Task prompt ▸
In the data that follows, count the lines where "display" appears, and write only the number.

═══ Data shown

//! Locating and parsing the configuration document.
//!
//! The path comes from `JANUS_CONFIG_PATH`, defaulting to `janus.json` in
//! the working directory. A missing file is not an error: the defaults
//! describe a runnable single-worker setup, which keeps the zero-config
//! path working for development.

use log::{info, warn};
use once_cell::sync::OnceCell;
use std::path::PathBuf;
use std::sync::Arc;
use thiserror::Error;

use crate::models::settings::Settings;

/// Environment variable naming the configuration file.
pub const CONFIG_PATH_ENV: &str = "JANUS_CONFIG_PATH";

const DEFAULT_CONFIG_PATH: &str = "janus.json";

#[derive(Error, Debug)]
pub enum ConfigError {
    #[error("Cannot read configuration at {path}: {source}")]
    Read {
        path: String,
        #[source]
        source: std::io::Error,
    },

    #[error("Configuration at {path} is not valid JSON: {source}")]
    Parse {
        path: String,
        #[source]
        source: serde_json::Error,
    },

    #[error("Invalid configuration: {0}")]
    Invalid(String),
}

/// Resolved configuration file location.
pub fn config_path() -> PathBuf {
    std::env::var(CONFIG_PATH_ENV)
        .map(PathBuf::from)
        .unwrap_or_else(|_| PathBuf::from(DEFAULT_CONFIG_PATH))
}

/// Loads and hard-validates the settings document.
pub fn load_settings() -> Result<Settings, ConfigError> {
    let path = config_path();
    let settings = if path.exists() {
        let raw = std::fs::read_to_string(&path).map_err(|source| ConfigError::Read {
            path: path.display().to_string(),
            source,
        })?;
        let settings: Settings =
            serde_json::from_str(&raw).map_err(|source| ConfigError::Parse {
                path: path.display().to_string(),
                source,
            })?;
        info!("Loaded configuration from {}", path.display());
        settings
    } else {
        warn!(
            "No configuration at {}, using defaults",
            path.display()
        );
        Settings::default()
    };

    settings.validate().map_err(ConfigError::Invalid)?;
    Ok(settings)
}

static FROZEN: OnceCell<Arc<Settings>> = OnceCell::new();

/// Installs the process-wide configuration, exactly once.
///
/// The configuration is frozen at `start`; a second installation attempt is
/// a programming error and reported as such rather than silently replacing
/// what the rest of the process has already read.
pub fn freeze(settings: Arc<Settings>) -> Result<(), ConfigError> {
    FROZEN
        .set(settings)
        .map_err(|_| ConfigError::Invalid("configuration is already frozen".to_string()))
}

/// The frozen process-wide configuration, if `freeze` has run.
pub fn frozen() -> Option<Arc<Settings>> {
    FROZEN.get().cloned()
}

══════

Answer to this problem ▸
4